Application performance monitoring (APM); Smarter observability
Final Design
Before
My role
Designing the smart alerts for application and other services.
Time: 4 Sprints
Deliverables
Workshop artifacts
Wireframes
Hifi Designs
User frustration
“Smart Alerts” may not offer the same capabilities as compared to “Custom Events”
When the business shifted from a monolith to a microservices architecture, they decided to deprecate “Custom Events” as they were not scalable or efficient in dynamic, containerized environments, due to their static configurations and lacked automation.
As a result, there was a transition from “Custom Events” to “Smart Alerts” However, the customer was not happy and they expressed concerns that Smart Alerts have limitations and do not offer the same functionality as Custom Events.
Research
Personas & need statements

Need: Automate anomaly detection
“I need an intelligent alerting system that automatically detects anomalies, adjusts thresholds, and minimizes alert fatigue”
Johnathan
Site Reliability Engineer

Need: Automate alerting
“I need an intelligent, automated alerting system that dynamically adapts to my environment and diagnose even unknown issues.”
Matt
DevOps
Aligning on the user requirements
We had regular sync-ups to create a UX strategy blueprint, aligning everyone on the project objectives by identifying goals and the pain points we wanted to solve
Pain points
Include restrictive evaluation windows, unclear time window types, unmet 1-second MTTD, misaligned DFQ filters, limited metric threshold options, and a cumbersome alert preview experience.
Evaluation windows: The smallest and largest time window that can be selected in Smart Alerts is still too small or large for me.
Time windows: I don't know whether time windows in Custom Events and / or Smart Alerts are sliding windows or tumbling windows
Scoping: I'm not sure if the filter I applied using DFQs for deprecated Custom Events match 100% to the filters in Smart Alerts
Setting thresholds: I don't understand why some metric threshold types are not available in some "group by" options (e.g., Adaptive Thresholds not available for per-endpoint grouping)

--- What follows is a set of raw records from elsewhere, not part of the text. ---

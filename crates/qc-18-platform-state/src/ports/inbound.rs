//! # Driving Ports (API - Inbound)
//!
//! The consensus surface used by block producers and validators. Raw wire
//! objects enter through [`PlatformStateApi::process`] or stage by stage.

use crate::domain::{ConsensusError, PlatformError, StateTransition, ValidationResult};
use async_trait::async_trait;
use serde_json::Value;
use std::fmt;

/// Stage that rejected a transition.
#[derive(Debug, Clone, Copy, PartialEq, Eq, Hash)]
pub enum ProcessingStage {
    Basic,
    State,
    DataTriggers,
}

impl fmt::Display for ProcessingStage {
    fn fmt(&self, f: &mut fmt::Formatter<'_>) -> fmt::Result {
        let name = match self {
            Self::Basic => "basic",
            Self::State => "state",
            Self::DataTriggers => "data_triggers",
        };
        f.write_str(name)
    }
}

/// Result of running a raw transition through every stage.
#[derive(Debug, Clone, PartialEq)]
pub enum ProcessOutcome {
    /// Passed every stage and mutated state.
    Applied(StateTransition),
    /// Halted with the full ordered error set of the failing stage.
    Rejected {
        stage: ProcessingStage,
        errors: Vec<ConsensusError>,
    },
}

impl ProcessOutcome {
    pub fn is_applied(&self) -> bool {
        matches!(self, Self::Applied(_))
    }

    /// Consensus errors, empty when applied.
    pub fn errors(&self) -> &[ConsensusError] {
        match self {
            Self::Applied(_) => &[],
            Self::Rejected { errors, .. } => errors,
        }
    }

    /// Stable codes of the consensus errors.
    pub fn error_codes(&self) -> Vec<u32> {
        self.errors().iter().map(ConsensusError::code).collect()
    }
}

/// Primary API for platform state transitions.
#[async_trait]
pub trait PlatformStateApi: Send + Sync {
    /// Structural checks on an untrusted wire object. The decoded transition
    /// is the result data on success.
    fn validate_basic(&self, raw: &Value) -> ValidationResult<StateTransition>;

    /// Checks against current state.
    async fn validate_state(
        &self,
        transition: &StateTransition,
    ) -> Result<ValidationResult, PlatformError>;

    /// Contract-specific rules. Only documents batches have triggers.
    async fn validate_data_triggers(
        &self,
        transition: &StateTransition,
    ) -> Result<ValidationResult, PlatformError>;

    /// Mutate state for a fully validated transition.
    async fn apply(&self, transition: &StateTransition) -> Result<(), PlatformError>;

    /// basic → state → data triggers → apply, stopping at the first
    /// failing stage.
    async fn process(&self, raw: &Value) -> Result<ProcessOutcome, PlatformError>;
}
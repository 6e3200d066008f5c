//! Ordered batch of document mutations submitted by one owner.

use super::document_transition::DocumentTransition;
use serde::{Deserialize, Serialize};
use shared_types::Identifier;

/// Transition carrying create/replace/delete sub-transitions.
#[derive(Debug, Clone, PartialEq, Serialize, Deserialize)]
#[serde(rename_all = "camelCase")]
pub struct DocumentsBatchTransition {
    pub protocol_version: u32,
    pub owner_id: Identifier,
    pub transitions: Vec<DocumentTransition>,
    pub signature_public_key_id: u32,
    #[serde(default)]
    pub signature: Vec<u8>,
}

impl DocumentsBatchTransition {
    pub fn new(
        protocol_version: u32,
        owner_id: Identifier,
        transitions: Vec<DocumentTransition>,
        signature_public_key_id: u32,
    ) -> Self {
        Self {
            protocol_version,
            owner_id,
            transitions,
            signature_public_key_id,
            signature: Vec::new(),
        }
    }

    /// Contracts referenced by the batch, first occurrence order.
    pub fn data_contract_ids(&self) -> Vec<Identifier> {
        let mut ids: Vec<Identifier> = Vec::new();
        for transition in &self.transitions {
            let id = transition.data_contract_id();
            if !ids.contains(&id) {
                ids.push(id);
            }
        }
        ids
    }
}
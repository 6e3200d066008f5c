//! # State Transitions
//!
//! Closed set of signed state mutations, tagged by an integer `type`:
//!
//! | Type | Variant | Signed by |
//! |------|---------|-----------|
//! | 0 | [`DataContractCreateTransition`] | Owner key (`signaturePublicKeyId`) |
//! | 1 | [`DocumentsBatchTransition`] | Owner key (`signaturePublicKeyId`) |
//! | 2 | [`IdentityCreateTransition`] | Asset-lock key |
//! | 3 | [`IdentityTopUpTransition`] | Asset-lock key |
//!
//! The canonical wire object carries every binary field as a byte array.
//! [`StateTransition::to_json`] renders identifiers as base58 and other
//! binary fields as base64; [`StateTransition::from_json`] reverses it.

pub mod data_contract_create;
pub mod document_transition;
pub mod documents_batch;
pub mod identity_create;
pub mod identity_top_up;
pub mod wire;

pub use data_contract_create::DataContractCreateTransition;
pub use document_transition::{
    DocumentAction, DocumentCreateTransition, DocumentDeleteTransition,
    DocumentReplaceTransition, DocumentTransition,
};
pub use documents_batch::DocumentsBatchTransition;
pub use identity_create::IdentityCreateTransition;
pub use identity_top_up::IdentityTopUpTransition;
pub use wire::BinaryField;

use crate::domain::errors::PlatformError;
use serde_json::{Map, Value};
use shared_types::{sha256d, Hash, Identifier};
use std::fmt;
use wire::{blob, identifier};

/// Transition discriminant.
#[derive(Debug, Clone, Copy, PartialEq, Eq, Hash)]
#[repr(u8)]
pub enum StateTransitionType {
    DataContractCreate = 0,
    DocumentsBatch = 1,
    IdentityCreate = 2,
    IdentityTopUp = 3,
}

impl StateTransitionType {
    /// Binary fields of this kind's wire object.
    pub fn binary_fields(self) -> &'static [BinaryField] {
        const DATA_CONTRACT_CREATE: &[BinaryField] = &[
            identifier("dataContract.$id"),
            identifier("dataContract.ownerId"),
            blob("entropy"),
            blob("signature"),
        ];
        const DOCUMENTS_BATCH: &[BinaryField] = &[
            identifier("ownerId"),
            identifier("transitions[].$id"),
            identifier("transitions[].$dataContractId"),
            blob("transitions[].$entropy"),
            blob("signature"),
        ];
        const IDENTITY_CREATE: &[BinaryField] = &[
            blob("assetLockProof.transaction"),
            blob("assetLockProof.instantLock"),
            blob("assetLockProof.outPoint"),
            blob("publicKeys[].data"),
            blob("signature"),
        ];
        const IDENTITY_TOP_UP: &[BinaryField] = &[
            identifier("identityId"),
            blob("assetLockProof.transaction"),
            blob("assetLockProof.instantLock"),
            blob("assetLockProof.outPoint"),
            blob("signature"),
        ];
        match self {
            Self::DataContractCreate => DATA_CONTRACT_CREATE,
            Self::DocumentsBatch => DOCUMENTS_BATCH,
            Self::IdentityCreate => IDENTITY_CREATE,
            Self::IdentityTopUp => IDENTITY_TOP_UP,
        }
    }
}

impl TryFrom<u64> for StateTransitionType {
    type Error = u64;

    fn try_from(value: u64) -> Result<Self, Self::Error> {
        match value {
            0 => Ok(Self::DataContractCreate),
            1 => Ok(Self::DocumentsBatch),
            2 => Ok(Self::IdentityCreate),
            3 => Ok(Self::IdentityTopUp),
            other => Err(other),
        }
    }
}

impl fmt::Display for StateTransitionType {
    fn fmt(&self, f: &mut fmt::Formatter<'_>) -> fmt::Result {
        let name = match self {
            Self::DataContractCreate => "DataContractCreate",
            Self::DocumentsBatch => "DocumentsBatch",
            Self::IdentityCreate => "IdentityCreate",
            Self::IdentityTopUp => "IdentityTopUp",
        };
        f.write_str(name)
    }
}

/// A decoded state transition.
#[derive(Debug, Clone, PartialEq)]
pub enum StateTransition {
    DataContractCreate(DataContractCreateTransition),
    DocumentsBatch(DocumentsBatchTransition),
    IdentityCreate(IdentityCreateTransition),
    IdentityTopUp(IdentityTopUpTransition),
}

impl StateTransition {
    pub fn transition_type(&self) -> StateTransitionType {
        match self {
            Self::DataContractCreate(_) => StateTransitionType::DataContractCreate,
            Self::DocumentsBatch(_) => StateTransitionType::DocumentsBatch,
            Self::IdentityCreate(_) => StateTransitionType::IdentityCreate,
            Self::IdentityTopUp(_) => StateTransitionType::IdentityTopUp,
        }
    }

    pub fn protocol_version(&self) -> u32 {
        match self {
            Self::DataContractCreate(st) => st.protocol_version,
            Self::DocumentsBatch(st) => st.protocol_version,
            Self::IdentityCreate(st) => st.protocol_version,
            Self::IdentityTopUp(st) => st.protocol_version,
        }
    }

    pub fn signature(&self) -> &[u8] {
        match self {
            Self::DataContractCreate(st) => &st.signature,
            Self::DocumentsBatch(st) => &st.signature,
            Self::IdentityCreate(st) => &st.signature,
            Self::IdentityTopUp(st) => &st.signature,
        }
    }

    /// Owner key reference; identity transitions are signed by the
    /// asset-lock key instead.
    pub fn signature_public_key_id(&self) -> Option<u32> {
        match self {
            Self::DataContractCreate(st) => Some(st.signature_public_key_id),
            Self::DocumentsBatch(st) => Some(st.signature_public_key_id),
            Self::IdentityCreate(_) | Self::IdentityTopUp(_) => None,
        }
    }

    /// Identity on whose behalf the transition acts.
    pub fn owner_id(&self) -> Identifier {
        match self {
            Self::DataContractCreate(st) => st.data_contract.owner_id,
            Self::DocumentsBatch(st) => st.owner_id,
            Self::IdentityCreate(st) => st.identity_id(),
            Self::IdentityTopUp(st) => st.identity_id,
        }
    }

    /// Canonical wire object with byte-array binaries.
    pub fn to_object(&self) -> Result<Value, PlatformError> {
        let body = match self {
            Self::DataContractCreate(st) => serde_json::to_value(st),
            Self::DocumentsBatch(st) => serde_json::to_value(st),
            Self::IdentityCreate(st) => serde_json::to_value(st),
            Self::IdentityTopUp(st) => serde_json::to_value(st),
        }
        .map_err(|e| decoding_error(e.to_string()))?;
        let mut object = match body {
            Value::Object(map) => map,
            _ => Map::new(),
        };
        object.insert("type".into(), Value::from(self.transition_type() as u8));
        Ok(Value::Object(object))
    }

    /// Wire object with textual binaries.
    pub fn to_json(&self) -> Result<Value, PlatformError> {
        let mut value = self.to_object()?;
        wire::encode_binary_fields(&mut value, self.transition_type().binary_fields());
        Ok(value)
    }

    /// Decode a canonical wire object.
    ///
    /// An unknown `type` is fatal here: raw, untrusted input goes through
    /// basic validation, which reports it as a consensus error instead.
    pub fn from_object(mut value: Value) -> Result<Self, PlatformError> {
        let transition_type = Self::read_type(&value)?;
        if let Some(object) = value.as_object_mut() {
            object.remove("type");
        }
        match transition_type {
            StateTransitionType::DataContractCreate => {
                serde_json::from_value(value).map(Self::DataContractCreate)
            }
            StateTransitionType::DocumentsBatch => {
                serde_json::from_value(value).map(Self::DocumentsBatch)
            }
            StateTransitionType::IdentityCreate => {
                serde_json::from_value(value).map(Self::IdentityCreate)
            }
            StateTransitionType::IdentityTopUp => {
                serde_json::from_value(value).map(Self::IdentityTopUp)
            }
        }
        .map_err(|e| decoding_error(e.to_string()))
    }

    /// Decode a wire object whose binaries may be textual.
    pub fn from_json(mut value: Value) -> Result<Self, PlatformError> {
        let transition_type = Self::read_type(&value)?;
        wire::decode_text_fields(&mut value, transition_type.binary_fields());
        Self::from_object(value)
    }

    /// Bytes covered by the signature: the canonical object without its
    /// `signature` field.
    pub fn signable_bytes(&self) -> Result<Vec<u8>, PlatformError> {
        let mut value = self.to_object()?;
        if let Some(object) = value.as_object_mut() {
            object.remove("signature");
        }
        serde_json::to_vec(&value).map_err(|e| decoding_error(e.to_string()))
    }

    /// `sha256d` of the full canonical object.
    pub fn hash(&self) -> Result<Hash, PlatformError> {
        let bytes = serde_json::to_vec(&self.to_object()?)
            .map_err(|e| decoding_error(e.to_string()))?;
        Ok(sha256d(&bytes))
    }

    fn read_type(value: &Value) -> Result<StateTransitionType, PlatformError> {
        let raw = value
            .get("type")
            .and_then(Value::as_u64)
            .ok_or_else(|| decoding_error("missing transition type".into()))?;
        StateTransitionType::try_from(raw).map_err(PlatformError::UnknownStateTransitionType)
    }
}

fn decoding_error(message: String) -> PlatformError {
    PlatformError::Decoding {
        entity: "state transition",
        message,
    }
}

High-level user journey stages (proposed) - creating an AP smart alerts
This user journey outlines creating an AP Smart Alert, from selecting a blueprint and defining scope to configuring conditions, thresholds, persistence, and finalizing alert channels, properties, and payloads for effective monitoring.

Redesigning page layout
Interface enhances usability with an always-visible preview chart, optimised viewport usage, and reduced cognitive overload. A structured left-to-right control layout, "Group by" selector with guidance, and a dedicated "previous step" button improve navigation, clarity, and decision-making.

Redefining smart alerts layout for better usability
Applying the Zeigarnik Effect, our initial transition from custom events to smart alerts followed a specific layout. However, to enhance user experience, we've redefined the page structure for better clarity and usability.

Learnings
Strategic Alignment: Regular sync-ups and a unified UX strategy blueprint were essential, aligning on user requirements helped us clearly identify pain points and set actionable goals for transforming Smart Alerts.
User-Centric Problem Solving: By deeply understanding frustrations, such as restrictive evaluation windows and misaligned filters, we drove design enhancements that addressed specific user needs and improved overall usability.
Iterative Redesign: Applying principles like the Zeigarnik Effect, we continuously refined our page layout and interaction flows. This iterative approach not only improved navigation and clarity but also reinforced our commitment to a seamless user experience.